V-C2 Transformer AED model
In addition to the previous experiments of Transformer CTC-based model, we proceeded to verify whether the AED model can benefit from the guidance of Transformer model via TutorNet. We employed a pre-trained Transformer model, provided by ESPnet toolkit, as the teacher model. We also trained the AED student model with the ESPnet toolkit. The detailed procedure of the proposed method is shown in Fig. 7. For RKD, we selected the encoder’s last layer to transfer the hidden representation for both teacher and student models. When training SKD, considering that both models are based on hybrid CTC/attention, we applied the softmax value on the CTC side. Table X reports the WER and RERR performance of each stage. From the results, it is confirmed that TutorNet showed significant improvements in Transformer AED model. Each stage of TutorNet was found to be useful for training the AED student model, which means that TutorNet is well applied in the case of Transformer AED model.
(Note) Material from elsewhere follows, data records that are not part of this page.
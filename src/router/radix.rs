//! Radix tree used for per-method route matching.
//!
//! Nodes live in an arena (`Vec<Node>`) and refer to each other by index.
//! Every node holds up to three kinds of children:
//!
//! - **static** children, keyed uniquely by the first byte of their label;
//!   labels are split on insertion so siblings never share a prefix
//! - one **parameter** child (`:name`), consuming a single path segment
//! - one **wildcard** child (`*`), consuming the rest of the path
//!
//! Lookup tries them in that order at every node and backtracks across all
//! three levels, at any ancestor, when a deeper branch dead-ends. A literal
//! `/users/new` therefore wins over `/users/:id`, yet `/users/new/settings`
//! still reaches `/users/:id/settings` if the static branch has no such
//! continuation.
//!
//! ## Example
//!
//! ```rust,ignore
//! let mut tree = RadixTree::new();
//! tree.insert("/users/:id", handler);
//! let mut values = Vec::new();
//! let ep = tree.find("/users/42", &mut values).unwrap();
//! assert_eq!(ep.param_names(), ["id"]);
//! assert_eq!(values, ["42"]);
//! ```

use std::sync::Arc;

use crate::middleware::Handler;

type NodeId = usize;

const ROOT: NodeId = 0;

/// Name bound to the remainder captured by a wildcard segment.
pub const WILDCARD_PARAM: &str = "*";

#[derive(Debug, Clone, Copy, PartialEq, Eq)]
enum NodeKind {
    Static,
    Param,
    Any,
}

/// What a full pattern resolves to: the (middleware-wrapped) handler plus
/// the parameter names collected along the pattern, in order.
#[derive(Debug, Clone)]
pub struct Endpoint {
    handler: Handler,
    pnames: Arc<[String]>,
    pattern: String,
}

impl Endpoint {
    #[must_use]
    pub fn handler(&self) -> &Handler {
        &self.handler
    }

    #[must_use]
    pub fn param_names(&self) -> &Arc<[String]> {
        &self.pnames
    }

    #[must_use]
    pub fn pattern(&self) -> &str {
        &self.pattern
    }
}

#[derive(Debug)]
struct Node {
    kind: NodeKind,
    /// Literal bytes for static nodes, empty otherwise
    label: Vec<u8>,
    static_children: Vec<NodeId>,
    param_child: Option<NodeId>,
    any_child: Option<NodeId>,
    endpoint: Option<Endpoint>,
}

impl Node {
    fn new(kind: NodeKind, label: Vec<u8>) -> Self {
        Self {
            kind,
            label,
            static_children: Vec::new(),
            param_child: None,
            any_child: None,
            endpoint: None,
        }
    }
}

enum Token<'a> {
    Static(&'a [u8]),
    Param(&'a str),
    Any,
}

/// Break a pattern into static runs, `:name` parameters and a trailing `*`.
/// Anything after `*` is ignored.
fn tokenize(pattern: &str) -> Vec<Token<'_>> {
    let bytes = pattern.as_bytes();
    let mut tokens = Vec::new();
    let mut start = 0;
    let mut i = 0;

    while i < bytes.len() {
        match bytes[i] {
            b':' => {
                if start < i {
                    tokens.push(Token::Static(&bytes[start..i]));
                }
                let name_start = i + 1;
                let mut end = name_start;
                while end < bytes.len() && bytes[end] != b'/' {
                    end += 1;
                }
                tokens.push(Token::Param(&pattern[name_start..end]));
                start = end;
                i = end;
            }
            b'*' => {
                if start < i {
                    tokens.push(Token::Static(&bytes[start..i]));
                }
                tokens.push(Token::Any);
                return tokens;
            }
            _ => i += 1,
        }
    }

    if start < bytes.len() {
        tokens.push(Token::Static(&bytes[start..]));
    }
    tokens
}

fn common_prefix_len(a: &[u8], b: &[u8]) -> usize {
    a.iter().zip(b).take_while(|(x, y)| x == y).count()
}

/// Radix tree for a single HTTP method.
#[derive(Debug)]
pub struct RadixTree {
    nodes: Vec<Node>,
    routes: usize,
    max_params: usize,
}

impl Default for RadixTree {
    fn default() -> Self {
        Self::new()
    }
}

impl RadixTree {
    #[must_use]
    pub fn new() -> Self {
        Self {
            nodes: vec![Node::new(NodeKind::Static, Vec::new())],
            routes: 0,
            max_params: 0,
        }
    }

    /// Number of distinct patterns registered.
    #[must_use]
    pub fn len(&self) -> usize {
        self.routes
    }

    #[must_use]
    pub fn is_empty(&self) -> bool {
        self.routes == 0
    }

    /// Largest parameter count among registered patterns.
    #[must_use]
    pub fn max_params(&self) -> usize {
        self.max_params
    }

    /// Register `handler` under `pattern`. Returns the handler it replaced
    /// when the same pattern was already present.
    pub fn insert(&mut self, pattern: &str, handler: Handler) -> Option<Handler> {
        let mut cur = ROOT;
        let mut pnames = Vec::new();

        for token in tokenize(pattern) {
            cur = match token {
                Token::Static(run) => self.insert_static(cur, run),
                Token::Param(name) => {
                    pnames.push(name.to_string());
                    self.special_child(cur, NodeKind::Param)
                }
                Token::Any => {
                    pnames.push(WILDCARD_PARAM.to_string());
                    self.special_child(cur, NodeKind::Any)
                }
            };
        }

        self.max_params = self.max_params.max(pnames.len());
        let endpoint = Endpoint {
            handler,
            pnames: Arc::from(pnames),
            pattern: pattern.to_string(),
        };
        let replaced = self.nodes[cur].endpoint.replace(endpoint).map(|e| e.handler);
        if replaced.is_none() {
            self.routes += 1;
        }
        replaced
    }

    /// Resolve `path`, pushing captured parameter values onto `values` in
    /// pattern order. On a miss `values` is left as it was found.
    #[must_use]
    pub fn find(&self, path: &str, values: &mut Vec<String>) -> Option<&Endpoint> {
        let mark = values.len();
        match self.match_node(ROOT, path.as_bytes(), values) {
            Some(id) => self.nodes[id].endpoint.as_ref(),
            None => {
                values.truncate(mark);
                None
            }
        }
    }

    fn push(&mut self, node: Node) -> NodeId {
        self.nodes.push(node);
        self.nodes.len() - 1
    }

    fn static_child(&self, id: NodeId, first: u8) -> Option<NodeId> {
        self.nodes[id]
            .static_children
            .iter()
            .copied()
            .find(|&c| self.nodes[c].label.first() == Some(&first))
    }

    fn insert_static(&mut self, mut cur: NodeId, mut run: &[u8]) -> NodeId {
        while let Some(&first) = run.first() {
            let Some(child) = self.static_child(cur, first) else {
                let id = self.push(Node::new(NodeKind::Static, run.to_vec()));
                self.nodes[cur].static_children.push(id);
                return id;
            };
            let shared = common_prefix_len(&self.nodes[child].label, run);
            if shared < self.nodes[child].label.len() {
                self.split(child, shared);
            }
            run = &run[shared..];
            cur = child;
        }
        cur
    }

    /// Split a static node so its label ends at `at`; the remainder, with all
    /// children and any endpoint, moves into a new child.
    fn split(&mut self, id: NodeId, at: usize) {
        let node = &mut self.nodes[id];
        let tail = Node {
            kind: NodeKind::Static,
            label: node.label.split_off(at),
            static_children: std::mem::take(&mut node.static_children),
            param_child: node.param_child.take(),
            any_child: node.any_child.take(),
            endpoint: node.endpoint.take(),
        };
        let tail_id = self.push(tail);
        self.nodes[id].static_children.push(tail_id);
    }

    fn special_child(&mut self, id: NodeId, kind: NodeKind) -> NodeId {
        let existing = match kind {
            NodeKind::Param => self.nodes[id].param_child,
            NodeKind::Any => self.nodes[id].any_child,
            NodeKind::Static => None,
        };
        if let Some(child) = existing {
            return child;
        }
        let child = self.push(Node::new(kind, Vec::new()));
        match kind {
            NodeKind::Param => self.nodes[id].param_child = Some(child),
            NodeKind::Any => self.nodes[id].any_child = Some(child),
            NodeKind::Static => self.nodes[id].static_children.push(child),
        }
        child
    }

    fn match_node(&self, id: NodeId, rest: &[u8], values: &mut Vec<String>) -> Option<NodeId> {
        let node = &self.nodes[id];

        let rest = match node.kind {
            NodeKind::Static => rest.strip_prefix(node.label.as_slice())?,
            NodeKind::Param => {
                let end = rest.iter().position(|&b| b == b'/').unwrap_or(rest.len());
                if end == 0 {
                    return None;
                }
                values.push(String::from_utf8_lossy(&rest[..end]).into_owned());
                &rest[end..]
            }
            NodeKind::Any => {
                values.push(String::from_utf8_lossy(rest).into_owned());
                return node.endpoint.as_ref().map(|_| id);
            }
        };

        if rest.is_empty() && node.endpoint.is_some() {
            return Some(id);
        }

        let mark = values.len();

        if let Some(&first) = rest.first() {
            if let Some(child) = self.static_child(id, first) {
                if let Some(found) = self.match_node(child, rest, values) {
                    return Some(found);
                }
                values.truncate(mark);
            }
        }

        if let Some(child) = node.param_child {
            if let Some(found) = self.match_node(child, rest, values) {
                return Some(found);
            }
            values.truncate(mark);
        }

        if let Some(child) = node.any_child {
            if let Some(found) = self.match_node(child, rest, values) {
                return Some(found);
            }
            values.truncate(mark);
        }

        None
    }
}
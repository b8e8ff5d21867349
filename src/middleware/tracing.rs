use std::time::Instant;

use tracing::{info, info_span, warn};

use super::{Handler, Middleware};

/// Log every request that passes through the chain.
///
/// Opens a `request` span carrying the request id, method and path, then
/// emits one event when the inner chain returns: `info` with the final status
/// and latency on success, `warn` with the error message otherwise.
#[must_use]
pub fn request_logger() -> Middleware {
    Middleware::new(|next: Handler| {
        Handler::new(move |ctx| {
            let span = info_span!(
                "request",
                request_id = %ctx.request_id(),
                method = %ctx.request().method(),
                path = %ctx.request().path(),
            );
            let _entered = span.enter();

            let start = Instant::now();
            let result = next.call(ctx);
            let latency_us = start.elapsed().as_micros() as u64;

            match &result {
                Ok(()) => info!(
                    status = ctx.response().status(),
                    latency_us,
                    "Request completed"
                ),
                Err(e) => warn!(error = %e, latency_us, "Request failed"),
            }
            result
        })
    })
}
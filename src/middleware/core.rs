use std::fmt;
use std::sync::atomic::{AtomicU64, Ordering};
use std::sync::Arc;
use std::time::{Duration, Instant};

use crate::context::Context;

/// Outcome of a handler or middleware layer.
pub type HandlerResult = Result<(), anyhow::Error>;

type HandlerFn = dyn Fn(&mut Context) -> HandlerResult + Send + Sync;
type MiddlewareFn = dyn Fn(Handler) -> Handler + Send + Sync;

static NEXT_HANDLER_ID: AtomicU64 = AtomicU64::new(1);

/// Opaque identity of a handler, assigned when the handler is created.
///
/// Cloning a [`Handler`] keeps its id, so registering the same handler under
/// several routes lets [`crate::App::uri`] find the first of them.
#[derive(Debug, Clone, Copy, PartialEq, Eq, Hash, PartialOrd, Ord)]
pub struct HandlerId(u64);

impl HandlerId {
    fn next() -> Self {
        Self(NEXT_HANDLER_ID.fetch_add(1, Ordering::Relaxed))
    }
}

impl fmt::Display for HandlerId {
    fn fmt(&self, f: &mut fmt::Formatter<'_>) -> fmt::Result {
        write!(f, "handler#{}", self.0)
    }
}

/// A request handler: the terminal function of a chain, or a chain itself.
#[derive(Clone)]
pub struct Handler {
    id: HandlerId,
    func: Arc<HandlerFn>,
}

impl Handler {
    pub fn new<F>(f: F) -> Self
    where
        F: Fn(&mut Context) -> HandlerResult + Send + Sync + 'static,
    {
        Self {
            id: HandlerId::next(),
            func: Arc::new(f),
        }
    }

    #[inline]
    #[must_use]
    pub fn id(&self) -> HandlerId {
        self.id
    }

    #[inline]
    pub fn call(&self, ctx: &mut Context) -> HandlerResult {
        (self.func)(ctx)
    }
}

impl fmt::Debug for Handler {
    fn fmt(&self, f: &mut fmt::Formatter<'_>) -> fmt::Result {
        f.debug_struct("Handler").field("id", &self.id).finish()
    }
}

/// A handler factory: takes the next handler in the chain and returns a
/// handler wrapping it.
#[derive(Clone)]
pub struct Middleware(Arc<MiddlewareFn>);

impl Middleware {
    pub fn new<F>(f: F) -> Self
    where
        F: Fn(Handler) -> Handler + Send + Sync + 'static,
    {
        Self(Arc::new(f))
    }

    /// Wrap `next` with this layer.
    #[must_use]
    pub fn apply(&self, next: Handler) -> Handler {
        (self.0)(next)
    }

    /// Adapt a [`Hooks`] implementation into a wrapping middleware.
    pub fn from_hooks<H>(hooks: Arc<H>) -> Self
    where
        H: Hooks + 'static,
    {
        Self::new(move |next| {
            let hooks = Arc::clone(&hooks);
            Handler::new(move |ctx| {
                if let Err(e) = hooks.before(ctx) {
                    let result = Err(e);
                    hooks.after(ctx, &result, Duration::ZERO);
                    return result;
                }
                let start = Instant::now();
                let result = next.call(ctx);
                hooks.after(ctx, &result, start.elapsed());
                result
            })
        })
    }
}

impl fmt::Debug for Middleware {
    fn fmt(&self, f: &mut fmt::Formatter<'_>) -> fmt::Result {
        f.write_str("Middleware")
    }
}

/// Before/after style middleware.
///
/// `before` may short-circuit the chain by returning an error. `after` always
/// runs and sees the chain's result together with the time spent inside it.
pub trait Hooks: Send + Sync {
    fn before(&self, _ctx: &mut Context) -> HandlerResult {
        Ok(())
    }
    fn after(&self, _ctx: &mut Context, _result: &HandlerResult, _latency: Duration) {}
}

/// Fold `middleware` around `terminal`.
///
/// The list is folded from last to first, so `middleware[0]` ends up as the
/// outermost layer and runs first.
#[must_use]
pub fn compose(middleware: &[Middleware], terminal: Handler) -> Handler {
    middleware
        .iter()
        .rev()
        .fold(terminal, |next, mw| mw.apply(next))
}

/// Turn a plain handler into a middleware that runs it before the rest of
/// the chain. An error from the handler stops the chain.
#[must_use]
pub fn wrap_middleware(handler: Handler) -> Middleware {
    Middleware::new(move |next| {
        let handler = handler.clone();
        Handler::new(move |ctx| {
            handler.call(ctx)?;
            next.call(ctx)
        })
    })
}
In the dev-clean dataset, the student with RKD achieved WER 4.89 % with greedy decoding and WER 3.85 % during RNNLM decoding. It means that the AED model can be effectively trained using the hidden representation of Transformer via TutorNet. Our best performance of AED model was achieved in the case of using both RKD and SKD, provided with WER 4.66 % with greedy and WER 3.57 % with RNNLM. It is interesting that SKD does not only matter for the CTC loss but also help to improve the attention loss in the case of the hybrid CTC/attention model.
VI Conclusion
In this paper, we proposed a new KD method, TutorNet. This framework copes with the shortcoming of the conventional KD, limiting the flexibility of model selection since the student model structure should be similar to that of the given teacher. Through a number of experiments on LibriSpeech and AISHELL-2, we confirmed that TutorNet significantly contributes to improving the WER performance of the distilled student in an unexplored setting where the architecture of the student is inherently different from that of the teacher. In some particular configurations, it allows the student to outperform its teacher. Furthermore, selecting a suitable teacher model for each training is possible via TutorNet, implying that we can have more flexibility in selecting teacher or student models. For speech recognition, there have been various types of end-to-end models, and each model has its own advantages. As various end-to-end speech recognition models can be flexibly selected, TutorNet represents a significant step toward KD in the speech recognition task. We expect the application of TutorNet not to be restricted to the modality or model architecture of the tasks and would like to examine its utility via cross-domain studies in the future.